INPUT -
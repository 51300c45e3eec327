//! Game-wide constants shared by host, clients and the relay.

use serde::{Deserialize, Serialize};

pub const GRID_WIDTH: i32 = 40;
pub const GRID_HEIGHT: i32 = 30;

/// Authoritative tick interval at match start.
pub const INITIAL_SPEED_MS: u64 = 100;
/// Floor for the tick interval after repeated speed-ups.
pub const MIN_SPEED_MS: u64 = 50;
/// Tick interval reduction applied each time food is eaten.
pub const SPEED_UP_STEP_MS: u64 = 2;

pub const MATCH_DURATION_SECONDS: u64 = 120;
pub const MAX_FOOD_SPAWN_ATTEMPTS: usize = 1000;
pub const FOOD_SCORE_VALUE: i32 = 10;
pub const DEATH_SCORE_PENALTY: i32 = 10;
pub const MAX_PLAYERS: usize = 4;
pub const INITIAL_SNAKE_LENGTH: usize = 3;

/// Host broadcasts a full resynchronization at this cadence.
pub const STATE_SYNC_INTERVAL_MS: u64 = 5000;
/// Host broadcasts the match timer at this cadence.
pub const TIMER_SYNC_INTERVAL_MS: u64 = 1000;
/// Minimum spacing between two direction messages from one slot.
pub const DIRECTION_CHANGE_THROTTLE_MS: u64 = 16;
/// Minimum spacing between two per-actor echoes from one slot.
pub const PLAYER_UPDATE_THROTTLE_MS: u64 = 100;
pub const CONNECTION_TIMEOUT_WARNING_MS: u64 = 15_000;
pub const CONNECTION_TIMEOUT_DISCONNECT_MS: u64 = 30_000;

pub const DEFAULT_HOST: &str = "127.0.0.1";
pub const DEFAULT_PORT: u16 = 9001;

pub const PROTOCOL_VERSION: &str = "1.0.0";
pub const CLIENT_IDENTIFIER: &str = "HardcoreSnakeClient";

/// Sanity ceiling for bodies received from peers: one snake filling the grid.
pub const MAX_SNAKE_LENGTH: usize = (GRID_WIDTH * GRID_HEIGHT) as usize;
/// Sanity ceiling for scores received from peers.
pub const MAX_SCORE: i32 = 10_000;
/// Sanity ceiling for peer identifiers received from peers.
pub const MAX_PEER_ID_LEN: usize = 64;

#[derive(Debug, Clone, Copy, PartialEq, Eq, Serialize, Deserialize)]
pub struct Color {
    pub r: u8,
    pub g: u8,
    pub b: u8,
    pub a: u8,
}

impl Color {
    pub const fn rgb(r: u8, g: u8, b: u8) -> Self {
        Self { r, g, b, a: 255 }
    }
}

/// Green, blue, yellow, magenta.
pub const PLAYER_COLORS: [Color; MAX_PLAYERS] = [
    Color::rgb(0, 255, 0),
    Color::rgb(0, 0, 255),
    Color::rgb(255, 255, 0),
    Color::rgb(255, 0, 255),
];

pub const FOOD_COLOR: Color = Color::rgb(255, 0, 0);

/// Head spawn cell per slot: top-left, top-right, bottom-left, bottom-right.
pub const PLAYER_SPAWN: [(i32, i32); MAX_PLAYERS] = [
    (GRID_WIDTH / 4, GRID_HEIGHT / 4),
    (3 * GRID_WIDTH / 4, GRID_HEIGHT / 4),
    (GRID_WIDTH / 4, 3 * GRID_HEIGHT / 4),
    (3 * GRID_WIDTH / 4, 3 * GRID_HEIGHT / 4),
];
//! Inbound mailbox between the transport's thread and the game tick.
//!
//! The transport callback only copies the event into a [`InboundMessage`] and
//! pushes it; payloads are parsed later on the tick thread. The tracked host
//! id lives inside the same lock so host-loss detection on the callback
//! thread never touches game state.

use crate::transport::{EventCallback, TransportEvent, EVENT_GAME, EVENT_JOINED, EVENT_LEAVED, EVENT_LEFT};
use log::{debug, warn};
use std::collections::VecDeque;
use std::sync::{Arc, Mutex, MutexGuard};

#[derive(Debug, Clone, Copy, PartialEq, Eq)]
pub enum MessageKind {
    PlayerJoined,
    PlayerLeft,
    /// A `left` from the peer tracked as host, seen by a non-host
    HostDisconnected,
    GameData,
}

#[derive(Debug, Clone, PartialEq, Eq)]
pub struct InboundMessage {
    pub kind: MessageKind,
    pub peer_id: String,
    pub payload: Option<String>,
    pub message_id: i64,
}

#[derive(Debug, Default)]
struct Inner {
    messages: VecDeque<InboundMessage>,
    host_peer: Option<String>,
}

/// Mutex-guarded FIFO; clones share the same queue
#[derive(Debug, Clone, Default)]
pub struct MessageQueue {
    inner: Arc<Mutex<Inner>>,
}

impl MessageQueue {
    pub fn new() -> Self {
        Self::default()
    }

    fn lock(&self) -> MutexGuard<'_, Inner> {
        self.inner.lock().unwrap_or_else(|e| e.into_inner())
    }

    pub fn push(&self, message: InboundMessage) {
        self.lock().messages.push_back(message);
    }

    /// Takes every queued message in arrival order
    pub fn drain(&self) -> Vec<InboundMessage> {
        self.lock().messages.drain(..).collect()
    }

    pub fn len(&self) -> usize {
        self.lock().messages.len()
    }

    pub fn is_empty(&self) -> bool {
        self.lock().messages.is_empty()
    }

    pub fn clear(&self) {
        let mut inner = self.lock();
        inner.messages.clear();
        inner.host_peer = None;
    }

    /// Sets the peer whose departure counts as host loss; None as host
    pub fn track_host(&self, host_peer: Option<String>) {
        self.lock().host_peer = host_peer;
    }

    pub fn tracked_host(&self) -> Option<String> {
        self.lock().host_peer.clone()
    }

    /// Classifies a raw transport event and queues it
    pub fn ingest(&self, event: TransportEvent) {
        let Some(peer_id) = event.peer_id.filter(|id| !id.is_empty()) else {
            debug!("Dropping {} event without a peer id", event.event);
            return;
        };

        let mut inner = self.lock();
        let kind = match event.event.as_str() {
            EVENT_JOINED => MessageKind::PlayerJoined,
            EVENT_LEFT | EVENT_LEAVED => {
                if inner.host_peer.as_deref() == Some(peer_id.as_str()) {
                    MessageKind::HostDisconnected
                } else {
                    MessageKind::PlayerLeft
                }
            }
            EVENT_GAME => {
                if event.payload.is_none() {
                    debug!("Dropping game event from {} without payload", peer_id);
                    return;
                }
                MessageKind::GameData
            }
            other => {
                warn!("Unknown transport event '{}'", other);
                return;
            }
        };

        inner.messages.push_back(InboundMessage {
            kind,
            peer_id,
            payload: event.payload,
            message_id: event.message_id,
        });
    }

    /// Callback for [`crate::transport::Transport::listen`] feeding this queue
    pub fn callback(&self) -> EventCallback {
        let queue = self.clone();
        Box::new(move |event| queue.ingest(event))
    }
}
//! [`Transport`] over UDP against the `relay` binary.
//!
//! The transport owns a small tokio runtime so the game tick can stay
//! synchronous. A receiver task routes relay events to the registered
//! callback and everything else to the request/reply channel; a heartbeat
//! task keeps the peer alive at the relay while the game is idle.

use crate::transport::{
    Connector, EventCallback, SessionInfo, Transport, TransportError, TransportEvent,
};
use log::{debug, error, info, warn};
use shared::relay::{RelayPacket, MAX_DATAGRAM_SIZE};
use std::net::{SocketAddr, ToSocketAddrs};
use std::sync::{Arc, Mutex};
use std::time::Duration;
use tokio::net::UdpSocket;
use tokio::runtime::Runtime;
use tokio::sync::mpsc;
use tokio::task::JoinHandle;
use tokio::time::{interval, timeout};

const REQUEST_TIMEOUT: Duration = Duration::from_secs(3);
const HEARTBEAT_INTERVAL: Duration = Duration::from_secs(1);

type SharedCallback = Arc<Mutex<Option<EventCallback>>>;

pub struct UdpTransport {
    runtime: Runtime,
    socket: Arc<UdpSocket>,
    relay_addr: SocketAddr,
    callback: SharedCallback,
    replies: mpsc::UnboundedReceiver<RelayPacket>,
    tasks: Vec<JoinHandle<()>>,
    request_timeout: Duration,
    closed: bool,
}

impl UdpTransport {
    pub fn connect(host: &str, port: u16) -> Result<Self, TransportError> {
        let relay_addr = (host, port).to_socket_addrs()?.next().ok_or_else(|| {
            TransportError::Io(std::io::Error::new(
                std::io::ErrorKind::NotFound,
                format!("could not resolve {}:{}", host, port),
            ))
        })?;

        let runtime = tokio::runtime::Builder::new_multi_thread()
            .worker_threads(1)
            .enable_all()
            .build()?;

        let bind_addr = if relay_addr.is_ipv4() {
            "0.0.0.0:0"
        } else {
            "[::]:0"
        };
        let socket = Arc::new(runtime.block_on(UdpSocket::bind(bind_addr))?);
        info!(
            "Relay transport bound to {} for relay {}",
            socket.local_addr()?,
            relay_addr
        );

        let (reply_tx, replies) = mpsc::unbounded_channel();
        let callback: SharedCallback = Arc::new(Mutex::new(None));

        let mut transport = UdpTransport {
            runtime,
            socket,
            relay_addr,
            callback,
            replies,
            tasks: Vec::new(),
            request_timeout: REQUEST_TIMEOUT,
            closed: false,
        };
        transport.spawn_receiver(reply_tx);
        transport.spawn_heartbeat();
        Ok(transport)
    }

    pub fn with_request_timeout(mut self, request_timeout: Duration) -> Self {
        self.request_timeout = request_timeout;
        self
    }

    fn spawn_receiver(&mut self, reply_tx: mpsc::UnboundedSender<RelayPacket>) {
        let socket = Arc::clone(&self.socket);
        let callback = Arc::clone(&self.callback);
        let relay_addr = self.relay_addr;

        let handle = self.runtime.spawn(async move {
            let mut buffer = vec![0u8; MAX_DATAGRAM_SIZE];

            loop {
                let (len, from) = match socket.recv_from(&mut buffer).await {
                    Ok(received) => received,
                    Err(e) => {
                        error!("Error receiving from relay: {}", e);
                        tokio::time::sleep(Duration::from_millis(10)).await;
                        continue;
                    }
                };

                if from != relay_addr {
                    debug!("Ignoring datagram from {}", from);
                    continue;
                }

                match RelayPacket::decode(&buffer[..len]) {
                    Ok(RelayPacket::Event {
                        event,
                        message_id,
                        peer_id,
                        payload,
                    }) => {
                        let guard = callback.lock().unwrap_or_else(|e| e.into_inner());
                        if let Some(callback) = guard.as_ref() {
                            callback(TransportEvent {
                                event,
                                message_id,
                                peer_id,
                                payload,
                            });
                        }
                    }
                    Ok(reply) => {
                        if reply_tx.send(reply).is_err() {
                            break;
                        }
                    }
                    Err(e) => warn!("Failed to decode relay packet: {}", e),
                }
            }
        });
        self.tasks.push(handle);
    }

    fn spawn_heartbeat(&mut self) {
        let socket = Arc::clone(&self.socket);
        let relay_addr = self.relay_addr;

        let handle = self.runtime.spawn(async move {
            let mut ticker = interval(HEARTBEAT_INTERVAL);
            let Ok(data) = RelayPacket::Heartbeat.encode() else {
                return;
            };

            loop {
                ticker.tick().await;
                if let Err(e) = socket.send_to(&data, relay_addr).await {
                    warn!("Failed to send heartbeat: {}", e);
                }
            }
        });
        self.tasks.push(handle);
    }

    fn send_packet(&self, packet: &RelayPacket) -> Result<(), TransportError> {
        if self.closed {
            return Err(TransportError::Closed);
        }
        let data = packet.encode()?;
        self.runtime
            .block_on(self.socket.send_to(&data, self.relay_addr))?;
        Ok(())
    }

    /// Sends `packet` and blocks for the next non-event reply
    fn request(
        &mut self,
        packet: RelayPacket,
        what: &'static str,
    ) -> Result<RelayPacket, TransportError> {
        while let Ok(stale) = self.replies.try_recv() {
            debug!("Discarding stale relay reply {:?}", stale);
        }

        self.send_packet(&packet)?;

        let request_timeout = self.request_timeout;
        let replies = &mut self.replies;
        let runtime = &self.runtime;
        let reply = runtime
            .block_on(async { timeout(request_timeout, replies.recv()).await })
            .map_err(|_| TransportError::Timeout(what))?
            .ok_or(TransportError::Closed)?;

        match reply {
            RelayPacket::Rejected { reason } => Err(TransportError::Rejected(reason)),
            reply => Ok(reply),
        }
    }
}

impl Transport for UdpTransport {
    fn host(&mut self) -> Result<SessionInfo, TransportError> {
        match self.request(RelayPacket::Host, "host")? {
            RelayPacket::Hosted {
                session_id,
                peer_id,
            } => Ok(SessionInfo {
                session_id,
                host_peer_id: peer_id.clone(),
                peer_id,
            }),
            _ => Err(TransportError::UnexpectedReply("host")),
        }
    }

    fn list(&mut self) -> Result<Vec<String>, TransportError> {
        match self.request(RelayPacket::List, "list")? {
            RelayPacket::Sessions { session_ids } => Ok(session_ids),
            _ => Err(TransportError::UnexpectedReply("list")),
        }
    }

    fn join(&mut self, session_id: &str, payload: &str) -> Result<SessionInfo, TransportError> {
        let packet = RelayPacket::Join {
            session_id: session_id.to_string(),
            payload: payload.to_string(),
        };
        match self.request(packet, "join")? {
            RelayPacket::Joined {
                session_id,
                peer_id,
                host_id,
            } => Ok(SessionInfo {
                session_id,
                peer_id,
                host_peer_id: host_id,
            }),
            _ => Err(TransportError::UnexpectedReply("join")),
        }
    }

    fn send_game_message(&mut self, payload: &str) -> Result<(), TransportError> {
        self.send_packet(&RelayPacket::Game {
            payload: payload.to_string(),
        })
    }

    fn listen(&mut self, callback: EventCallback) {
        let mut guard = self.callback.lock().unwrap_or_else(|e| e.into_inner());
        *guard = Some(callback);
    }

    fn destroy(&mut self) {
        if self.closed {
            return;
        }

        if let Err(e) = self.send_packet(&RelayPacket::Leave) {
            warn!("Failed to notify relay on shutdown: {}", e);
        }
        self.closed = true;

        for task in self.tasks.drain(..) {
            task.abort();
        }
        let mut guard = self.callback.lock().unwrap_or_else(|e| e.into_inner());
        *guard = None;
        info!("Relay transport closed");
    }
}

impl Drop for UdpTransport {
    fn drop(&mut self) {
        self.destroy();
    }
}

/// Opens [`UdpTransport`]s
#[derive(Debug, Default, Clone, Copy)]
pub struct UdpConnector;

impl Connector for UdpConnector {
    fn connect(&self, host: &str, port: u16) -> Result<Box<dyn Transport>, TransportError> {
        Ok(Box::new(UdpTransport::connect(host, port)?))
    }
}
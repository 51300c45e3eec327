//! Read-only view of the game for a renderer

use crate::context::GameContext;
use crate::state::AppState;
use shared::{Color, Position};

#[derive(Debug, Clone, PartialEq)]
pub struct SlotView {
    pub index: usize,
    pub peer_id: String,
    pub body: Vec<Position>,
    pub color: Color,
    pub alive: bool,
    pub paused: bool,
    pub is_me: bool,
}

#[derive(Debug, Clone, PartialEq)]
pub struct RenderSnapshot {
    pub state: AppState,
    pub players: Vec<SlotView>,
    pub food: Position,
    pub food_color: Color,
    pub my_score: i32,
    pub remaining_seconds: u64,
    pub session_id: Option<String>,
    pub available_sessions: Vec<String>,
    pub winner: Option<usize>,
    pub paused_by: Option<String>,
    pub is_host: bool,
}

impl RenderSnapshot {
    pub fn capture(ctx: &GameContext, state: AppState, now: u64) -> Self {
        let my_index = ctx.roster.my_index();
        let players = ctx
            .roster
            .slots()
            .iter()
            .enumerate()
            .filter(|(_, slot)| slot.active && !slot.is_vacant())
            .filter_map(|(index, slot)| {
                let snake = slot.snake.as_ref()?;
                Some(SlotView {
                    index,
                    peer_id: slot.peer_id.clone(),
                    body: snake.body().iter().copied().collect(),
                    color: snake.color(),
                    alive: snake.is_alive(),
                    paused: slot.paused,
                    is_me: my_index == Some(index),
                })
            })
            .collect();

        let elapsed = ctx.elapsed(now);
        Self {
            state,
            players,
            food: ctx.food.position(),
            food_color: ctx.food.color(),
            my_score: ctx.roster.my_snake().map(|s| s.score()).unwrap_or(0),
            remaining_seconds: ctx.match_state.remaining_seconds(elapsed),
            session_id: ctx.network.session_id().map(str::to_string),
            available_sessions: ctx.network.available_sessions().to_vec(),
            winner: ctx.match_state.winner(),
            paused_by: ctx.match_state.paused_by().map(str::to_string),
            is_host: ctx.network.is_host(),
        }
    }

    /// One-line summary for the headless shell
    pub fn summary(&self) -> String {
        let mut line = format!(
            "[{}] score {} | {}s left | food ({}, {}) | {} player(s)",
            self.state,
            self.my_score,
            self.remaining_seconds,
            self.food.x,
            self.food.y,
            self.players.len()
        );
        if let Some(session) = &self.session_id {
            line.push_str(&format!(
                " | session {}{}",
                session,
                if self.is_host { " (host)" } else { "" }
            ));
        }
        if let Some(by) = &self.paused_by {
            line.push_str(&format!(" | paused by {}", by));
        }
        if self.state == AppState::MatchEnd {
            match self.winner {
                Some(index) => line.push_str(&format!(" | winner: slot {}", index + 1)),
                None => line.push_str(" | draw"),
            }
        }
        line
    }
}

REQUIREMENT - Show the lines from the data above that contain the string "ingest".

SOLUTION FOR THIS EXERCISE -
    pub fn ingest(&self, event: TransportEvent) {
        Box::new(move |event| queue.ingest(event))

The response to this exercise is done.